Petina, effettuata l’autopsia sullo sconosciuto. Ritrovate delle lamette addosso al cadavere

Effettuato questa mattina l'esame autoptico sul cadavere dell'uomo ritrovato mercoledì pomeriggio a Petina da un escursionista di Caggiano

PETINA. Effettuato questa mattina, presso l’ospedale “Luigi Curto” di Polla,  l’esame autoptico sul cadavere dell’uomo di circa 30 anni, ritrovato mercoledì pomeriggio a Petina, sul Monte Figliolo da un escursionista di Caggiano.

Il medico legale incaricato dalla Procura della Repubblica presso il Tribunale di Lagonegro è stato il dottor Adamo Maiese.
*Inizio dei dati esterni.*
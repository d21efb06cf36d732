use crate::dashboard::DashboardError;
use crate::http::responses::{ErrorResponse, InternalErrorResponse};
use axum::http::StatusCode;
use axum::response::{IntoResponse, Response};
use axum::Json;
use log::error;

#[derive(thiserror::Error, Debug)]
pub enum AppError {
    #[error("{0}")]
    BadRequest(String),
    #[error("{0}")]
    NotFound(String),
    #[error("{context}: {detail}")]
    Internal { context: String, detail: String },
}

impl AppError {
    pub fn internal(context: impl Into<String>, detail: impl ToString) -> Self {
        AppError::Internal {
            context: context.into(),
            detail: detail.to_string(),
        }
    }
}

impl From<sea_orm::DbErr> for AppError {
    fn from(e: sea_orm::DbErr) -> Self {
        AppError::internal("Database error", e)
    }
}

impl From<DashboardError> for AppError {
    fn from(e: DashboardError) -> Self {
        match e {
            DashboardError::FieldNotFound(_) => AppError::NotFound(e.to_string()),
            DashboardError::Db(db) => AppError::internal("Failed to refresh dashboard", db),
        }
    }
}

impl IntoResponse for AppError {
    fn into_response(self) -> Response {
        match self {
            AppError::BadRequest(error) => {
                (StatusCode::BAD_REQUEST, Json(ErrorResponse { error })).into_response()
            }
            AppError::NotFound(error) => {
                (StatusCode::NOT_FOUND, Json(ErrorResponse { error })).into_response()
            }
            AppError::Internal { context, detail } => {
                error!("{}: {}", context, detail);
                (
                    StatusCode::INTERNAL_SERVER_ERROR,
                    Json(InternalErrorResponse {
                        error: context,
                        message: detail,
                    }),
                )
                    .into_response()
            }
        }
    }
}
Come riporta ondanews.it, ci vorranno 60 giorni per poter avere maggiori dettagli su quanto emerso dall’autopsia e dall’esito degli esami tossicologici ed istologici effettuati sulla salma che si trova ancora nell’obitorio dell’ospedale, in attesa che venga disposta la tumultazione da parte della Magistratura.

I tagli presenti sul polso farebbero pensare un suicidio, anche il fatto che il cadavere avesse addosso delle lamette, mentre, il corpo ritrovato con il cranio fracassato, che sarebbe caduto da un promontorio alto circa 30 metri.

Lo sconosciuto ha una carnagione medio scura ed ha fatto pensare che si tratti di un cittadino di nazionalità straniera. Indossava dei pantaloni lunghi, una t-shirt, delle scarpe adatte al trekking e aveva con sé uno zaino, in cui però non è stato ritrovato alcun oggetto che possa ricondurre ad una sua identificazione precisa. Con se non aveva  il cellulare e nemmeno i documenti di riconoscimento, ma però con un aspetto ben curato.

Intanto, proseguono le indagini dei Carabinieri di Sala Consilina, guidati dal Capitano Davide Acquaviva. Ma al momento non ci sono denunce di scomparsa ricollegabili all’uomo senza identità ritrovato a Petina.